Rossann Williams, Starbucks executive vice president of U.S. retail stated, “This is a historic moment in Starbucks’ ongoing journey to connect with the deaf and hard of hearing community, hire and engage deaf and hard of hearing partners, and continue to find ways to be more inclusive, accessible and welcoming to all.”
As soon as customers walk into the door, they’re greeted in sign language by employees – who don’t have to be a part of the deaf or hard hearing community. Once they reach the counter, customers can order in ASL or by writing it down on the tablet system. After the order is placed, a television screen to the left of the register shows when a customer’s order is ready.
The store also has some cute elements to expand on their inclusiveness. A board presents the “Sign of the Week” with a pictorial on how to perform the sign and what word the sign means. In addition, Starbucks made sure all the artwork inside the building was created by deaf artists. This includes the artwork on the walls and on the mugs they sell.
Lastly, Starbucks teamed up with Gallaudet University to deliver a “deaf space.” The space is specifically designed with elements to extend the functionality for the deaf community. In the store, the lights are kept low to reduce brightness. Furthermore, all countertops are matte, so no glares appear during a conversation. Tables and seating are lower to the ground as well. Each element is designed to help with the visibility of the customers.
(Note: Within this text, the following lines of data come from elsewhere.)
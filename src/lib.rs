pub mod cli;
pub mod clock;
pub mod config;
pub mod error;
pub mod logging;
pub mod mirror;
pub mod protocol;
pub mod watcher;

pub use clock::{Clock, ManualClock, SystemClock};
pub use config::Settings;
pub use error::{ConfigError, EngineError, EngineResult};
pub use mirror::{MirrorSynchronizer, SyncReport};
pub use protocol::{
    DispatchRegistry, ElementType, EventOutcome, InstrumentProfile, ProtocolDispatchEngine,
    ProtocolDocument, UpdateScheduler,
};
pub use watcher::{EventFilter, EventKind, FileSystemEvent, ProtocolWatcher, StopHandle};
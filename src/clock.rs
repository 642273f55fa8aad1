//! Time source shared by polling, retries and the update scheduler.
//!
//! Components take an `Arc<dyn Clock>` so tests can drive time by hand.

use parking_lot::Mutex;
use std::sync::Arc;
use std::time::{Duration, Instant};

pub trait Clock: Send + Sync {
    fn now(&self) -> Instant;

    /// Block the calling thread.
    fn sleep(&self, duration: Duration);
}

/// Wall clock backed by `std::thread::sleep`.
#[derive(Debug, Default, Clone, Copy)]
pub struct SystemClock;

impl Clock for SystemClock {
    fn now(&self) -> Instant {
        Instant::now()
    }

    fn sleep(&self, duration: Duration) {
        std::thread::sleep(duration);
    }
}

/// Shared handle to the system clock.
pub fn system() -> Arc<dyn Clock> {
    Arc::new(SystemClock)
}

/// Clock that only moves when slept on or advanced explicitly.
#[derive(Debug)]
pub struct ManualClock {
    now: Mutex<Instant>,
    sleeps: Mutex<Vec<Duration>>,
}

impl ManualClock {
    pub fn new() -> Self {
        Self {
            now: Mutex::new(Instant::now()),
            sleeps: Mutex::new(Vec::new()),
        }
    }

    pub fn advance(&self, duration: Duration) {
        *self.now.lock() += duration;
    }

    /// Every duration passed to [`Clock::sleep`] so far.
    pub fn sleeps(&self) -> Vec<Duration> {
        self.sleeps.lock().clone()
    }
}

impl Default for ManualClock {
    fn default() -> Self {
        Self::new()
    }
}

impl Clock for ManualClock {
    fn now(&self) -> Instant {
        *self.now.lock()
    }

    fn sleep(&self, duration: Duration) {
        self.sleeps.lock().push(duration);
        self.advance(duration);
    }
}
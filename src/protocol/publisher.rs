//! Pushing the protocol document to its external store.

use chrono::{DateTime, Utc};
use serde::Serialize;
use std::fs;
use std::path::{Path, PathBuf};

use crate::error::{EngineError, EngineResult};
use crate::protocol::document::ProtocolDocument;
use crate::protocol::element::ElementType;

/// Result of a successful post.
#[derive(Debug, Clone, Copy, PartialEq, Eq)]
pub enum PublishOutcome {
    Published,
    /// The remote entry no longer accepts edits.
    ReadOnly,
}

/// External document store.
///
/// Posting is expected to be repeatable. Transient failures are returned
/// as errors and leave the scheduler's pending flag set.
pub trait DocumentPublisher: Send + Sync {
    fn name(&self) -> &str;

    fn post(&self, document: &ProtocolDocument, skip_attachments: bool) -> EngineResult<PublishOutcome>;
}

/// Copy of `document` without attachment resources.
pub fn without_attachments(document: &ProtocolDocument) -> ProtocolDocument {
    let mut copy = document.snapshot();
    copy.resources.retain(|_, r| r.kind != ElementType::Attachment);
    for sample in copy.samples.values_mut() {
        sample
            .resources
            .retain(|_, r| r.kind != ElementType::Attachment);
    }
    copy
}

#[derive(Serialize)]
struct Envelope<'a> {
    published_at: DateTime<Utc>,
    attachments_included: bool,
    document: &'a ProtocolDocument,
}

/// Writes the document as pretty JSON to a local file.
///
/// The file is written next to its final location and renamed over it, so
/// readers never see a partial document. A read-only target file is
/// reported as a read-only remote entry.
#[derive(Debug, Clone)]
pub struct SnapshotPublisher {
    path: PathBuf,
}

impl SnapshotPublisher {
    pub fn new(path: impl Into<PathBuf>) -> Self {
        Self { path: path.into() }
    }

    pub fn path(&self) -> &Path {
        &self.path
    }

    fn is_locked(&self) -> bool {
        fs::metadata(&self.path)
            .map(|m| m.permissions().readonly())
            .unwrap_or(false)
    }
}

impl DocumentPublisher for SnapshotPublisher {
    fn name(&self) -> &str {
        "snapshot"
    }

    fn post(&self, document: &ProtocolDocument, skip_attachments: bool) -> EngineResult<PublishOutcome> {
        if self.is_locked() {
            return Ok(PublishOutcome::ReadOnly);
        }

        let filtered;
        let document = if skip_attachments {
            filtered = without_attachments(document);
            &filtered
        } else {
            document
        };

        let envelope = Envelope {
            published_at: Utc::now(),
            attachments_included: !skip_attachments,
            document,
        };
        let json = serde_json::to_string_pretty(&envelope).map_err(|e| EngineError::Publish {
            reason: e.to_string(),
        })?;

        if let Some(parent) = self.path.parent() {
            fs::create_dir_all(parent).map_err(|e| EngineError::io("creating", parent, e))?;
        }
        let temp = self.path.with_extension("json.tmp");
        fs::write(&temp, json).map_err(|e| EngineError::io("writing", &temp, e))?;
        fs::rename(&temp, &self.path).map_err(|e| EngineError::io("renaming", &temp, e))?;

        crate::log_event!("publish", "snapshot written", "{}", self.path.display());
        Ok(PublishOutcome::Published)
    }
}

/// Publisher that only logs, used when no store is configured.
#[derive(Debug, Default, Clone, Copy)]
pub struct NullPublisher;

impl DocumentPublisher for NullPublisher {
    fn name(&self) -> &str {
        "null"
    }

    fn post(&self, document: &ProtocolDocument, skip_attachments: bool) -> EngineResult<PublishOutcome> {
        crate::debug_event!(
            "publish",
            "skipped",
            "{} samples, skip_attachments={skip_attachments}",
            document.samples.len()
        );
        Ok(PublishOutcome::Published)
    }
}

#[cfg(test)]
mod tests {
    use super::*;
    use crate::protocol::sample::Resource;
    use tempfile::TempDir;

    fn document() -> ProtocolDocument {
        let mut doc = ProtocolDocument::new("session", "/root");
        for (path, kind) in [
            ("/root/S1/img.tif", ElementType::MicroscopePicture),
            ("/root/S1/notes.pdf", ElementType::Attachment),
            ("/root/overview.pdf", ElementType::Attachment),
        ] {
            doc.attach(Resource {
                kind,
                path: PathBuf::from(path),
                size: 1,
                modified: None,
                metadata: Default::default(),
            })
            .unwrap();
        }
        doc
    }

    #[test]
    fn test_without_attachments() {
        let filtered = without_attachments(&document());
        assert!(filtered.resources.is_empty());
        assert_eq!(filtered.sample("S1").unwrap().resources.len(), 1);
    }

    #[test]
    fn test_snapshot_written_atomically() {
        let dir = TempDir::new().unwrap();
        let path = dir.path().join("out/protocol.json");
        let publisher = SnapshotPublisher::new(&path);

        let outcome = publisher.post(&document(), true).unwrap();
        assert_eq!(outcome, PublishOutcome::Published);
        assert!(!path.with_extension("json.tmp").exists());

        let value: serde_json::Value =
            serde_json::from_str(&fs::read_to_string(&path).unwrap()).unwrap();
        assert_eq!(value["attachments_included"], false);
        assert_eq!(value["document"]["title"], "session");
        assert!(value["document"]["resources"].as_object().unwrap().is_empty());

        publisher.post(&document(), false).unwrap();
        let value: serde_json::Value =
            serde_json::from_str(&fs::read_to_string(&path).unwrap()).unwrap();
        assert_eq!(value["document"]["resources"].as_object().unwrap().len(), 1);
    }

    #[test]
    fn test_locked_snapshot_reports_read_only() {
        let dir = TempDir::new().unwrap();
        let path = dir.path().join("protocol.json");
        fs::write(&path, "{}").unwrap();
        let mut permissions = fs::metadata(&path).unwrap().permissions();
        permissions.set_readonly(true);
        fs::set_permissions(&path, permissions).unwrap();

        let outcome = SnapshotPublisher::new(&path).post(&document(), true).unwrap();
        assert_eq!(outcome, PublishOutcome::ReadOnly);
    }
}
Earlier this year, an employee of the company stopped two African American males from sitting in the store. Following this incident, a different employee mocked a customer with a stutter. Both of the employees from these incidents were fired and Starbucks vowed that they had “zero tolerance for discrimination.” After revealing they would be banning plastic straws, Starbucks received the label of being exclusive instead of inclusive. Many disability advocates were concerned that people with who depend on straws, specifically with medical problems, will suffer. By opening this signing store, Starbucks has proved to uphold their vow. Moreover, they have begun to clean up their reputations with various minorities across the world.